Once you have read the entries below, repeat all of them exactly.

[Material provided Boundary: Start]

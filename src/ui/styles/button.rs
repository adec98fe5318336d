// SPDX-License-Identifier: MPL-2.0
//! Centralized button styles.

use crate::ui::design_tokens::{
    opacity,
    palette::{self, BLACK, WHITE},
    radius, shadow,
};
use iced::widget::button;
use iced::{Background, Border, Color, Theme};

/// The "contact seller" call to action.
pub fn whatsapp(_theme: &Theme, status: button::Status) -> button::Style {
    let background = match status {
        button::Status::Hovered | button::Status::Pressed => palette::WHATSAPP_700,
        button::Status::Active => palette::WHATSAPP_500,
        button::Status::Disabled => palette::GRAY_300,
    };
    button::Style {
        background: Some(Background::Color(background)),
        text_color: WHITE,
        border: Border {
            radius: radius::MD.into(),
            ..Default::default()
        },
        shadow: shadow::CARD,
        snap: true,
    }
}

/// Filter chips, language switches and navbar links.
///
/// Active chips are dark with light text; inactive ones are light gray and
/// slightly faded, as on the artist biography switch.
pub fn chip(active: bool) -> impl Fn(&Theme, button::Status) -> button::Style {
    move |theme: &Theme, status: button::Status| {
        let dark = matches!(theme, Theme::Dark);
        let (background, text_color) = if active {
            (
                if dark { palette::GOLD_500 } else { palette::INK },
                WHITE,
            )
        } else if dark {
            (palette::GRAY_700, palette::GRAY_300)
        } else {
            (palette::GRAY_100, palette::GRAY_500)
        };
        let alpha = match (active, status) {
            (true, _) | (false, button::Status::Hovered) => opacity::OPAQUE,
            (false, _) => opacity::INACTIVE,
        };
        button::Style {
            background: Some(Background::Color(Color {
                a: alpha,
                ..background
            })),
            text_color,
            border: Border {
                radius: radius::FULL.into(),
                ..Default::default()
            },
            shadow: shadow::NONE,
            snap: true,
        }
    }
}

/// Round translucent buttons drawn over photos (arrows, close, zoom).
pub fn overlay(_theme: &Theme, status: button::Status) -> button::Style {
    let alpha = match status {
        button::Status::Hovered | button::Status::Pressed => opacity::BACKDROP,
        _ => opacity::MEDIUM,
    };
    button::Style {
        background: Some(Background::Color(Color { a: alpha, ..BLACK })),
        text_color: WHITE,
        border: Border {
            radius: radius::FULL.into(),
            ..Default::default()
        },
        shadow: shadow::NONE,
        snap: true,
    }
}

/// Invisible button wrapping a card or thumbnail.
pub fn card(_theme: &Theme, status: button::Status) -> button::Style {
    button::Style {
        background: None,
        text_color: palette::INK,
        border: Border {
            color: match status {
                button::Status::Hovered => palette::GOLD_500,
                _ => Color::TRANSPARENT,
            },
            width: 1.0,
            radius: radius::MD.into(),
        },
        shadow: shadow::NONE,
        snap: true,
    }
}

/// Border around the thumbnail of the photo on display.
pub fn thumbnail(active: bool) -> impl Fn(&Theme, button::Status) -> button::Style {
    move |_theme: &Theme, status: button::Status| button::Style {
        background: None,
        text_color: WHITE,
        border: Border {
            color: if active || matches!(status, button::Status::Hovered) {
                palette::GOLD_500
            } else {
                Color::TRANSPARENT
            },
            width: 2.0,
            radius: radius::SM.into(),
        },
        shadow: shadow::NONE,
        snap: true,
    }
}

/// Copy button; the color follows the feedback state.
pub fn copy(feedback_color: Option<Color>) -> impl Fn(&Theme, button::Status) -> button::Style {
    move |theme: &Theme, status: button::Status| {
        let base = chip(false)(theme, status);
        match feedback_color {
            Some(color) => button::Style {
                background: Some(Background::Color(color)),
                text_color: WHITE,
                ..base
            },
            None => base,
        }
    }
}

[Material provided Boundary: End]

- _Answer to this problem_:
filename src/ui/styles/button.rs
repository adec98fe5318336d
// SPDX-License-Identifier: MPL-2.0
//! Centralized button styles.

use crate::ui::design_tokens::{
    opacity,
    palette::{self, BLACK, WHITE},
    radius, shadow,
};
use iced::widget::button;
use iced::{Background, Border, Color, Theme};

/// The "contact seller" call to action.
pub fn whatsapp(_theme: &Theme, status: button::Status) -> button::Style {
    let background = match status {
        button::Status::Hovered | button::Status::Pressed => palette::WHATSAPP_700,
        button::Status::Active => palette::WHATSAPP_500,
        button::Status::Disabled => palette::GRAY_300,
    };
    button::Style {
        background: Some(Background::Color(background)),
        text_color: WHITE,
        border: Border {
            radius: radius::MD.into(),
            ..Default::default()
        },
        shadow: shadow::CARD,
        snap: true,
    }
}

/// Filter chips, language switches and navbar links.
///
/// Active chips are dark with light text; inactive ones are light gray and
/// slightly faded, as on the artist biography switch.
pub fn chip(active: bool) -> impl Fn(&Theme, button::Status) -> button::Style {
    move |theme: &Theme, status: button::Status| {
        let dark = matches!(theme, Theme::Dark);
        let (background, text_color) = if active {
            (
                if dark { palette::GOLD_500 } else { palette::INK },
                WHITE,
            )
        } else if dark {
            (palette::GRAY_700, palette::GRAY_300)
        } else {
            (palette::GRAY_100, palette::GRAY_500)
        };
        let alpha = match (active, status) {
            (true, _) | (false, button::Status::Hovered) => opacity::OPAQUE,
            (false, _) => opacity::INACTIVE,
        };
        button::Style {
            background: Some(Background::Color(Color {
                a: alpha,
                ..background
            })),
            text_color,
            border: Border {
                radius: radius::FULL.into(),
                ..Default::default()
            },
            shadow: shadow::NONE,
            snap: true,
        }
    }
}

/// Round translucent buttons drawn over photos (arrows, close, zoom).
pub fn overlay(_theme: &Theme, status: button::Status) -> button::Style {
    let alpha = match status {
        button::Status::Hovered | button::Status::Pressed => opacity::BACKDROP,
        _ => opacity::MEDIUM,
    };
    button::Style {
        background: Some(Background::Color(Color { a: alpha, ..BLACK })),
        text_color: WHITE,
        border: Border {
            radius: radius::FULL.into(),
            ..Default::default()
        },
        shadow: shadow::NONE,
        snap: true,
    }
}

/// Invisible button wrapping a card or thumbnail.
pub fn card(_theme: &Theme, status: button::Status) -> button::Style {
    button::Style {
        background: None,
        text_color: palette::INK,
        border: Border {
            color: match status {
                button::Status::Hovered => palette::GOLD_500,
                _ => Color::TRANSPARENT,
            },
            width: 1.0,
            radius: radius::MD.into(),
        },
        shadow: shadow::NONE,
        snap: true,
    }
}

/// Border around the thumbnail of the photo on display.
pub fn thumbnail(active: bool) -> impl Fn(&Theme, button::Status) -> button::Style {
    move |_theme: &Theme, status: button::Status| button::Style {
        background: None,
        text_color: WHITE,
        border: Border {
            color: if active || matches!(status, button::Status::Hovered) {
                palette::GOLD_500
            } else {
                Color::TRANSPARENT
            },
            width: 2.0,
            radius: radius::SM.into(),
        },
        shadow: shadow::NONE,
        snap: true,
    }
}

/// Copy button; the color follows the feedback state.
pub fn copy(feedback_color: Option<Color>) -> impl Fn(&Theme, button::Status) -> button::Style {
    move |theme: &Theme, status: button::Status| {
        let base = chip(false)(theme, status);
        match feedback_color {
            Some(color) => button::Style {
                background: Some(Background::Color(color)),
                text_color: WHITE,
                ..base
            },
            None => base,
        }
    }
}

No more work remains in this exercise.